**Try it**.
Output exactly the lines below, starting with the line that has "let result = write_and_rename(&temp_path, path, content);" and going on through the line that has "Uuid::new_v4().simple()", both included, and no other lines.

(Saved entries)
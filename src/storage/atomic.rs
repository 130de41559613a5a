//! Atomic file replacement.

use std::fs::{self, OpenOptions};
use std::io::{self, Write};
use std::path::{Path, PathBuf};

use tracing::{debug, warn};
use uuid::Uuid;

/// Replace `path` with `content` in a single rename.
///
/// Data goes to a uniquely named sibling first, is synced, and is then
/// renamed over the target so readers see either the old or the new file.
pub fn write_atomic(path: &Path, content: &[u8]) -> io::Result<()> {
    if let Some(parent) = path.parent() {
        if !parent.as_os_str().is_empty() && !parent.exists() {
            fs::create_dir_all(parent)?;
        }
    }

    let temp_path = temp_sibling(path);
    let result = write_and_rename(&temp_path, path, content);
    if result.is_err() {
        let _ = fs::remove_file(&temp_path);
    }
    result?;

    debug!(path = %path.display(), bytes = content.len(), "File replaced");
    Ok(())
}

/// Remove a file, treating absence as success.
pub fn remove_if_exists(path: &Path) -> io::Result<bool> {
    match fs::remove_file(path) {
        Ok(()) => Ok(true),
        Err(e) if e.kind() == io::ErrorKind::NotFound => Ok(false),
        Err(e) => {
            warn!(path = %path.display(), error = %e, "Failed to remove file");
            Err(e)
        }
    }
}

fn temp_sibling(path: &Path) -> PathBuf {
    let temp_name = format!(
        ".{}.{}.tmp",
        path.file_name().unwrap_or_default().to_string_lossy(),
        Uuid::new_v4().simple()
    );
    path.with_file_name(temp_name)
}

fn write_and_rename(temp_path: &Path, path: &Path, content: &[u8]) -> io::Result<()> {
    let mut file = OpenOptions::new()
        .write(true)
        .create_new(true)
        .open(temp_path)?;
    file.write_all(content)?;
    file.sync_all()?;
    drop(file);
    fs::rename(temp_path, path)
}
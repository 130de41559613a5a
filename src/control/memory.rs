//! In-process supervisor.
//!
//! Keeps registrations in a table instead of touching the OS. Used for dry
//! runs and by the test suites.

use std::collections::{HashMap, HashSet};
use std::sync::{Mutex, MutexGuard, PoisonError};

use tracing::info;

use crate::error::{DaemonError, DaemonResult};
use crate::model::ServiceStatus;

use super::traits::ServiceControl;

#[derive(Debug, Clone)]
struct Registration {
    description: String,
    command_line: String,
    status: ServiceStatus,
}

#[derive(Default)]
struct State {
    services: HashMap<String, Registration>,
    failing_starts: HashSet<String>,
    history: Vec<String>,
}

/// Supervisor backed by an in-memory table.
#[derive(Default)]
pub struct MemoryControl {
    state: Mutex<State>,
}

impl MemoryControl {
    pub fn new() -> Self {
        Self::default()
    }

    fn lock(&self) -> MutexGuard<'_, State> {
        self.state.lock().unwrap_or_else(PoisonError::into_inner)
    }

    fn not_loaded(name: &str) -> DaemonError {
        DaemonError::Control {
            message: format!("Unit {}.service not loaded.", name),
        }
    }

    /// Force the observed status of a registered service.
    pub fn set_status(&self, name: &str, status: ServiceStatus) -> DaemonResult<()> {
        let mut state = self.lock();
        let service = state
            .services
            .get_mut(name)
            .ok_or_else(|| Self::not_loaded(name))?;
        service.status = status;
        Ok(())
    }

    /// Make every later `start` of `name` fail.
    pub fn fail_start(&self, name: &str) {
        self.lock().failing_starts.insert(name.to_string());
    }

    pub fn is_registered(&self, name: &str) -> bool {
        self.lock().services.contains_key(name)
    }

    /// Command line a service was registered with.
    pub fn command_line(&self, name: &str) -> Option<String> {
        self.lock().services.get(name).map(|s| s.command_line.clone())
    }

    pub fn description(&self, name: &str) -> Option<String> {
        self.lock().services.get(name).map(|s| s.description.clone())
    }

    /// Lifecycle calls in the order received, as `"<action> <name>"`.
    pub fn history(&self) -> Vec<String> {
        self.lock().history.clone()
    }
}

impl ServiceControl for MemoryControl {
    fn name(&self) -> &'static str {
        "memory"
    }

    fn register(
        &self,
        name: &str,
        _display_name: &str,
        description: &str,
        command_line: &str,
    ) -> DaemonResult<()> {
        let mut state = self.lock();
        if state.services.contains_key(name) {
            return Err(DaemonError::Control {
                message: format!("Unit {}.service already exists", name),
            });
        }
        state.services.insert(
            name.to_string(),
            Registration {
                description: description.to_string(),
                command_line: command_line.to_string(),
                status: ServiceStatus::Stopped,
            },
        );
        state.history.push(format!("register {}", name));
        info!(service = %name, "Service registered (memory)");
        Ok(())
    }

    fn unregister(&self, name: &str) -> DaemonResult<()> {
        let mut state = self.lock();
        state
            .services
            .remove(name)
            .ok_or_else(|| Self::not_loaded(name))?;
        state.history.push(format!("unregister {}", name));
        Ok(())
    }

    fn start(&self, name: &str) -> DaemonResult<()> {
        let mut state = self.lock();
        state.history.push(format!("start {}", name));
        if state.failing_starts.contains(name) {
            return Err(DaemonError::Control {
                message: format!("Job for {}.service failed.", name),
            });
        }
        let service = state
            .services
            .get_mut(name)
            .ok_or_else(|| Self::not_loaded(name))?;
        service.status = ServiceStatus::Running;
        Ok(())
    }

    fn stop(&self, name: &str) -> DaemonResult<()> {
        let mut state = self.lock();
        state.history.push(format!("stop {}", name));
        let service = state
            .services
            .get_mut(name)
            .ok_or_else(|| Self::not_loaded(name))?;
        service.status = ServiceStatus::Stopped;
        Ok(())
    }

    fn query_status(&self, name: &str) -> DaemonResult<ServiceStatus> {
        self.lock()
            .services
            .get(name)
            .map(|s| s.status)
            .ok_or_else(|| Self::not_loaded(name))
    }
}

#[cfg(test)]
mod tests {
    use super::*;

    #[test]
    fn test_lifecycle() {
        let control = MemoryControl::new();
        control.register("a1", "a1", "desc", "/bin/true").unwrap();
        assert_eq!(control.query_status("a1").unwrap(), ServiceStatus::Stopped);

        control.start("a1").unwrap();
        assert_eq!(control.query_status("a1").unwrap(), ServiceStatus::Running);

        control.stop("a1").unwrap();
        control.unregister("a1").unwrap();
        assert!(!control.is_registered("a1"));
        assert_eq!(
            control.history(),
            vec!["register a1", "start a1", "stop a1", "unregister a1"]
        );
    }

    #[test]
    fn test_duplicate_registration_fails() {
        let control = MemoryControl::new();
        control.register("a1", "a1", "", "/bin/true").unwrap();
        let result = control.register("a1", "a1", "", "/bin/true");
        assert!(matches!(result, Err(DaemonError::Control { .. })));
    }

    #[test]
    fn test_unknown_service() {
        let control = MemoryControl::new();
        let result = control.query_status("ghost");
        assert!(
            matches!(result, Err(DaemonError::Control { message }) if message == "Unit ghost.service not loaded.")
        );
    }

    #[test]
    fn test_failing_start() {
        let control = MemoryControl::new();
        control.register("a1", "a1", "", "/bin/true").unwrap();
        control.fail_start("a1");
        assert!(control.start("a1").is_err());
        assert_eq!(control.query_status("a1").unwrap(), ServiceStatus::Stopped);
    }
}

**Your solution**.
    let result = write_and_rename(&temp_path, path, content);
    if result.is_err() {
        let _ = fs::remove_file(&temp_path);
    }
    result?;

    debug!(path = %path.display(), bytes = content.len(), "File replaced");
    Ok(())
}

/// Remove a file, treating absence as success.
pub fn remove_if_exists(path: &Path) -> io::Result<bool> {
    match fs::remove_file(path) {
        Ok(()) => Ok(true),
        Err(e) if e.kind() == io::ErrorKind::NotFound => Ok(false),
        Err(e) => {
            warn!(path = %path.display(), error = %e, "Failed to remove file");
            Err(e)
        }
    }
}

fn temp_sibling(path: &Path) -> PathBuf {
    let temp_name = format!(
        ".{}.{}.tmp",
        path.file_name().unwrap_or_default().to_string_lossy(),
        Uuid::new_v4().simple()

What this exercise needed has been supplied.